Cosco Shipping Panama

The Panama Canal expansion was formally unveiled at the weekend and has been welcomed by the world’s major container shipping lines.

The first vessel to pass through was the 9,500 teu Cosco Shipping Panama from the Atlantic to the Pacific.

Maersk line said this morning it expected to use the canal more, now that the size of vessel able to pass through its locks had increased from around 5,000teu up to 14,000 teu.

“Maersk Line likely to reroute one or more services with larger vessels through the new Panama Canal locks,” it said.

The carrier said it expected to make more than 400 vessel transits through the canal this year, carrying more than 400,000 containers – equivalent to around 4% of Maersk’s global carryings – at an estimated cost of over $100m.

In comparison, it spent $81m on 313 transits in 2013 and $62m on 268 transits in 2014, when it diverted a number of Asia-US east coast services to the Suez Canal as a way deploying the large vessels being added to its fleet. In Q1 2015, transits jumped once more to 313, due to the congestion on the US west coast.

Chief operating officer Søren Toft said: “As a long-time customer, Maersk Line welcomes the expansion of the Panama Canal. It is a very positive development for trade, Panama and the region, and of course the shipping lines that transit this important corridor every day.”

The Panama Canal accounts for roughly 5% of world sea trade and the expanded waterway is estimated to generate a 3% increase in transiting cargo volumes. Since 60% of the Panama Canal traffic either begins or ends in US ports it will have a direct, notable impact on the trade between Asia and the US east coast.

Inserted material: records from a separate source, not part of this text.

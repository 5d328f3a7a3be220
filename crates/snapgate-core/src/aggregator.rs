//! Outcome Aggregator: reduces the test runs of a Snapshot to one verdict.
//!
//! 1. Required scenarios: the Application's TestScenarios accepted by
//!    [`is_required_scenario`].
//! 2. One run per scenario: the triggering run when its scenario label
//!    matches, otherwise the latest succeeded run for (snapshot, scenario).
//! 3. Completeness: every required scenario must have a resolved run.
//! 4. Per-run outcome from the test output task results.
//! 5. Verdict: Passed iff every resolved run passed.

use chrono::Utc;
use futures::future::try_join_all;
use serde_json::Value;
use snapgate_state::{
    labels, Condition, ConditionStatus, ListQuery, PipelineRun, PipelineType, Snapshot,
    StatusPatch, TestScenario,
};
use tracing::{debug, info};

use crate::conditions::set_status_condition;
use crate::config::ReconcilerConfig;
use crate::error::{ReconcileError, ReconcileResult};
use crate::obs;
use crate::session::StoreSession;

/// Test output values that count as a pass
const PASSING_RESULTS: [&str; 2] = ["SUCCESS", "SKIPPED"];

/// Whether a scenario must report before a verdict is computed.
///
/// Any scenario whose optional label is not exactly `"false"` is selected,
/// including one labeled `optional=true` and one without the label.
pub fn is_required_scenario(scenario: &TestScenario) -> bool {
    scenario.metadata.label(labels::SCENARIO_OPTIONAL) != Some("false")
}

/// Aggregate verdict of a Snapshot.
#[derive(Debug, Clone, Copy, PartialEq, Eq)]
pub enum Verdict {
    Passed,
    Failed,
}

impl Verdict {
    pub fn from_passed(passed: bool) -> Self {
        if passed {
            Verdict::Passed
        } else {
            Verdict::Failed
        }
    }

    pub fn is_passed(&self) -> bool {
        *self == Verdict::Passed
    }

    pub fn reason(&self) -> &'static str {
        match self {
            Verdict::Passed => "Passed",
            Verdict::Failed => "Failed",
        }
    }

    pub fn message(&self) -> &'static str {
        match self {
            Verdict::Passed => "All Integration Pipeline tests passed",
            Verdict::Failed => "Some Integration pipeline tests failed",
        }
    }

    /// Condition recording this verdict.
    pub fn condition(&self, condition_type: &str) -> Condition {
        Condition::new(
            condition_type,
            ConditionStatus::from(self.is_passed()),
            self.reason(),
            self.message(),
        )
    }
}

/// Outcome of one resolved test run.
#[derive(Debug, Clone, PartialEq, Eq)]
pub struct RunOutcome {
    pub pipeline_run: String,
    pub scenario: Option<String>,
    pub passed: bool,
}

/// Result of aggregating a Snapshot's test runs.
#[derive(Debug, Clone, PartialEq, Eq)]
pub enum Aggregate {
    /// Some required scenarios have no succeeded run yet.
    Incomplete { required: usize, resolved: usize },
    /// Every required scenario resolved.
    Complete {
        verdict: Verdict,
        runs: Vec<RunOutcome>,
    },
}

/// Whether a test run passed, judged by its test output task results.
///
/// Fails if any result named `result_name` has a `result` field other than
/// `SUCCESS` or `SKIPPED`. A run without any such result passes.
pub fn run_passed(run: &PipelineRun, result_name: &str) -> ReconcileResult<bool> {
    for task_result in run
        .status
        .task_results
        .iter()
        .filter(|r| r.name == result_name)
    {
        let output: Value = serde_json::from_str(&task_result.value).map_err(|source| {
            ReconcileError::MalformedTestOutput {
                pipeline_run: run.metadata.name.clone(),
                result: result_name.to_string(),
                source,
            }
        })?;
        let result = output.get("result").and_then(Value::as_str);
        debug!(
            pipeline_run = %run.metadata.name,
            task = task_result.task.as_deref().unwrap_or("-"),
            result = result.unwrap_or("<missing>"),
            "found test output"
        );
        if !result.is_some_and(|r| PASSING_RESULTS.contains(&r)) {
            return Ok(false);
        }
    }
    Ok(true)
}

/// The succeeded run with the latest completion time. Ties keep the first.
pub fn latest_succeeded(runs: impl IntoIterator<Item = PipelineRun>) -> Option<PipelineRun> {
    runs.into_iter()
        .filter(|r| r.status.succeeded)
        .fold(None, |latest: Option<PipelineRun>, run| match latest {
            Some(current) if run.status.completion_time <= current.status.completion_time => {
                Some(current)
            }
            _ => Some(run),
        })
}

/// Collects and reduces the test runs required for a Snapshot.
pub struct OutcomeAggregator<'a> {
    session: &'a StoreSession,
    config: &'a ReconcilerConfig,
}

impl<'a> OutcomeAggregator<'a> {
    pub fn new(session: &'a StoreSession, config: &'a ReconcilerConfig) -> Self {
        Self { session, config }
    }

    /// Scenarios of the Snapshot's Application that must report.
    pub async fn required_scenarios(
        &self,
        snapshot: &Snapshot,
    ) -> ReconcileResult<Vec<TestScenario>> {
        let query = ListQuery::of::<TestScenario>(snapshot.metadata.namespace.clone())
            .with_field(labels::FIELD_APPLICATION, snapshot.spec.application.clone());
        let scenarios: Vec<TestScenario> = self.session.list(&query).await?;
        Ok(scenarios.into_iter().filter(is_required_scenario).collect())
    }

    /// Latest succeeded test run for (snapshot, scenario), if any.
    pub async fn latest_run_for_scenario(
        &self,
        snapshot: &Snapshot,
        scenario: &TestScenario,
    ) -> ReconcileResult<Option<PipelineRun>> {
        let query = ListQuery::of::<PipelineRun>(snapshot.metadata.namespace.clone())
            .with_label(labels::PIPELINE_TYPE, PipelineType::Test.as_str())
            .with_label(labels::TEST_SNAPSHOT, snapshot.metadata.name.clone())
            .with_label(labels::TEST_SCENARIO, scenario.metadata.name.clone());
        let runs: Vec<PipelineRun> = self.session.list(&query).await?;
        Ok(latest_succeeded(runs))
    }

    /// One run per required scenario; unresolved scenarios are left out.
    pub async fn resolve_runs(
        &self,
        snapshot: &Snapshot,
        scenarios: &[TestScenario],
        trigger: &PipelineRun,
    ) -> ReconcileResult<Vec<PipelineRun>> {
        let trigger_scenario = trigger.label(labels::TEST_SCENARIO);
        let lookups = scenarios.iter().map(|scenario| async move {
            if trigger_scenario == Some(scenario.metadata.name.as_str()) {
                debug!(
                    scenario = %scenario.metadata.name,
                    pipeline_run = %trigger.metadata.name,
                    "triggering run matches scenario"
                );
                return Ok(Some(trigger.clone()));
            }
            let found = self.latest_run_for_scenario(snapshot, scenario).await?;
            if let Some(run) = &found {
                debug!(
                    scenario = %scenario.metadata.name,
                    pipeline_run = %run.metadata.name,
                    "found existing test run"
                );
            }
            Ok::<_, ReconcileError>(found)
        });
        Ok(try_join_all(lookups).await?.into_iter().flatten().collect())
    }

    /// Compute the Snapshot's aggregate without writing anything.
    pub async fn aggregate(
        &self,
        snapshot: &Snapshot,
        trigger: &PipelineRun,
    ) -> ReconcileResult<Aggregate> {
        let scenarios = self.required_scenarios(snapshot).await?;
        let runs = self.resolve_runs(snapshot, &scenarios, trigger).await?;

        if runs.len() != scenarios.len() {
            obs::emit_aggregation_incomplete(snapshot, scenarios.len(), runs.len());
            return Ok(Aggregate::Incomplete {
                required: scenarios.len(),
                resolved: runs.len(),
            });
        }

        let mut outcomes = Vec::with_capacity(runs.len());
        for run in &runs {
            let passed = run_passed(run, &self.config.test_output_result)?;
            obs::emit_run_outcome(run, passed);
            outcomes.push(RunOutcome {
                pipeline_run: run.metadata.name.clone(),
                scenario: run.label(labels::TEST_SCENARIO).map(str::to_string),
                passed,
            });
        }

        let verdict = Verdict::from_passed(outcomes.iter().all(|o| o.passed));
        Ok(Aggregate::Complete {
            verdict,
            runs: outcomes,
        })
    }

    /// Record `verdict` on the Snapshot if it differs from what is stored.
    ///
    /// Returns the Snapshot as stored and whether a write happened.
    pub async fn write_verdict(
        &self,
        snapshot: &Snapshot,
        verdict: Verdict,
    ) -> ReconcileResult<(Snapshot, bool)> {
        let mut conditions = snapshot.status.conditions.clone();
        let changed = set_status_condition(
            &mut conditions,
            verdict.condition(&self.config.verdict_condition_type),
            Utc::now(),
        );
        if !changed {
            obs::emit_verdict_written(snapshot, verdict.is_passed(), false);
            return Ok((snapshot.clone(), false));
        }

        let patched: Snapshot = self
            .session
            .patch_status(StatusPatch::conditions(snapshot, conditions))
            .await?;
        info!(
            snapshot = %patched.metadata.name,
            verdict = verdict.reason(),
            "snapshot verdict updated"
        );
        obs::emit_verdict_written(&patched, verdict.is_passed(), true);
        Ok((patched, true))
    }
}

#[cfg(test)]
mod tests {
    use super::*;
    use chrono::{Duration, TimeZone};
    use snapgate_state::TaskResult;

    const OUTPUT: &str = "HACBS_TEST_OUTPUT";

    fn run_with(outputs: &[&str]) -> PipelineRun {
        outputs.iter().fold(
            PipelineRun::new("ns", "test-1", PipelineType::Test),
            |run, value| run.with_task_result(TaskResult::new(OUTPUT, *value)),
        )
    }

    #[test]
    fn test_required_scenario_rule() {
        let plain = TestScenario::new("ns", "s1", "app1");
        let optional_false = TestScenario::new("ns", "s2", "app1").with_optional_label("false");
        let optional_true = TestScenario::new("ns", "s3", "app1").with_optional_label("true");

        assert!(is_required_scenario(&plain));
        assert!(!is_required_scenario(&optional_false));
        // selected even though labeled optional
        assert!(is_required_scenario(&optional_true));
    }

    #[test]
    fn test_success_and_skipped_pass() {
        let run = run_with(&[r#"{"result":"SUCCESS"}"#, r#"{"result":"SKIPPED"}"#]);
        assert!(run_passed(&run, OUTPUT).unwrap());
    }

    #[test]
    fn test_any_failure_fails_run() {
        let run = run_with(&[r#"{"result":"SUCCESS"}"#, r#"{"result":"FAILURE"}"#]);
        assert!(!run_passed(&run, OUTPUT).unwrap());
    }

    #[test]
    fn test_missing_result_field_fails_run() {
        let run = run_with(&[r#"{"note":"no verdict"}"#]);
        assert!(!run_passed(&run, OUTPUT).unwrap());
    }

    #[test]
    fn test_run_without_test_output_passes() {
        let run = PipelineRun::new("ns", "test-1", PipelineType::Test)
            .with_task_result(TaskResult::new("OTHER", r#"{"result":"FAILURE"}"#));
        assert!(run_passed(&run, OUTPUT).unwrap());
    }

    #[test]
    fn test_malformed_output_is_error() {
        let run = run_with(&["not json"]);
        let err = run_passed(&run, OUTPUT).unwrap_err();
        assert!(matches!(err, ReconcileError::MalformedTestOutput { .. }));
    }

    #[test]
    fn test_non_object_output_fails_run() {
        let run = run_with(&[r#"["SUCCESS"]"#]);
        assert!(!run_passed(&run, OUTPUT).unwrap());
        let run = run_with(&[r#""SUCCESS""#]);
        assert!(!run_passed(&run, OUTPUT).unwrap());
    }

    #[test]
    fn test_null_output_fails_run() {
        let run = run_with(&["null"]);
        assert!(!run_passed(&run, OUTPUT).unwrap());
    }

    #[test]
    fn test_latest_succeeded_picks_latest() {
        let t0 = Utc.with_ymd_and_hms(2026, 1, 1, 0, 0, 0).unwrap();
        let older = PipelineRun::new("ns", "older", PipelineType::Test).completed(true, t0);
        let newer = PipelineRun::new("ns", "newer", PipelineType::Test)
            .completed(true, t0 + Duration::minutes(5));
        let newest_failed = PipelineRun::new("ns", "failed", PipelineType::Test)
            .completed(false, t0 + Duration::minutes(10));

        let picked = latest_succeeded(vec![newer.clone(), newest_failed, older]).unwrap();
        assert_eq!(picked.metadata.name, "newer");
    }

    #[test]
    fn test_latest_succeeded_none_when_nothing_succeeded() {
        let failed =
            PipelineRun::new("ns", "failed", PipelineType::Test).completed(false, Utc::now());
        assert!(latest_succeeded(vec![failed]).is_none());
        assert!(latest_succeeded(Vec::new()).is_none());
    }

    #[test]
    fn test_verdict_condition() {
        let condition = Verdict::Failed.condition("TestSucceeded");
        assert_eq!(condition.status, ConditionStatus::False);
        assert_eq!(condition.reason, "Failed");
    }
}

Anders Boenaes, head of network at Maersk , said: “The expansion provides us with more options, most notably to our Asia to South America and Asia to USEC routes. It is likely that Maersk Line will make increased use of the expanded Panama Canal and adjust one or more services with larger vessels.”

A statement from CMA CGM said: “Reflecting on new possibilities, maritime companies can rethink their routes, including that from Asia to the US east coast. For example, on the journey between New York and Hong Kong, the choice to sail by Panama or Suez canal is subtle: there is just one day difference.

“Until now, the canal dimensions limited the size of ships and impacted the region’s technological and commercial strategies. With the lifting of such constraints the evolution of vessels is probable, initially from 5,000 to 9,000 or to 10,000 teu or even larger. The traffic is not likely to rise, but volumes in transit will probably increase.”

The line added it would now look to develop the Jamaican port of Kingston as its central hub in the region. Last year it signed a $509m deal worth with Port Authority of Jamaica that transferred ownership of its container terminals to CMA CGM on a 30-year build-operate-transfer model.

This will see the terminal expanded in two phases, with capacity taken successively up to 3.2m teu and 3.6m teu, and the port’s draught deepened to 14.2 metres by the end of 2016, and then to 15.5 metres.

CMA CGM has formed a special purpose vehicle to bid for the project – Kingston Freeport Terminal – comprising its remaining port business, CMA Terminals, and Terminal Link, its container terminal operating company in which China Merchants has a 49% stake.

Luc Portier, CMA CGM’s director of studies, projects and development, said: “A widened canal will bring new opportunities for world trade. CMA CGM has foreseen these changes and made Kingston a strategic base: modernisation works will allow the group to operate all larger vessels sailing in the area, and make Jamaica a transhipment hub for the whole sub region.”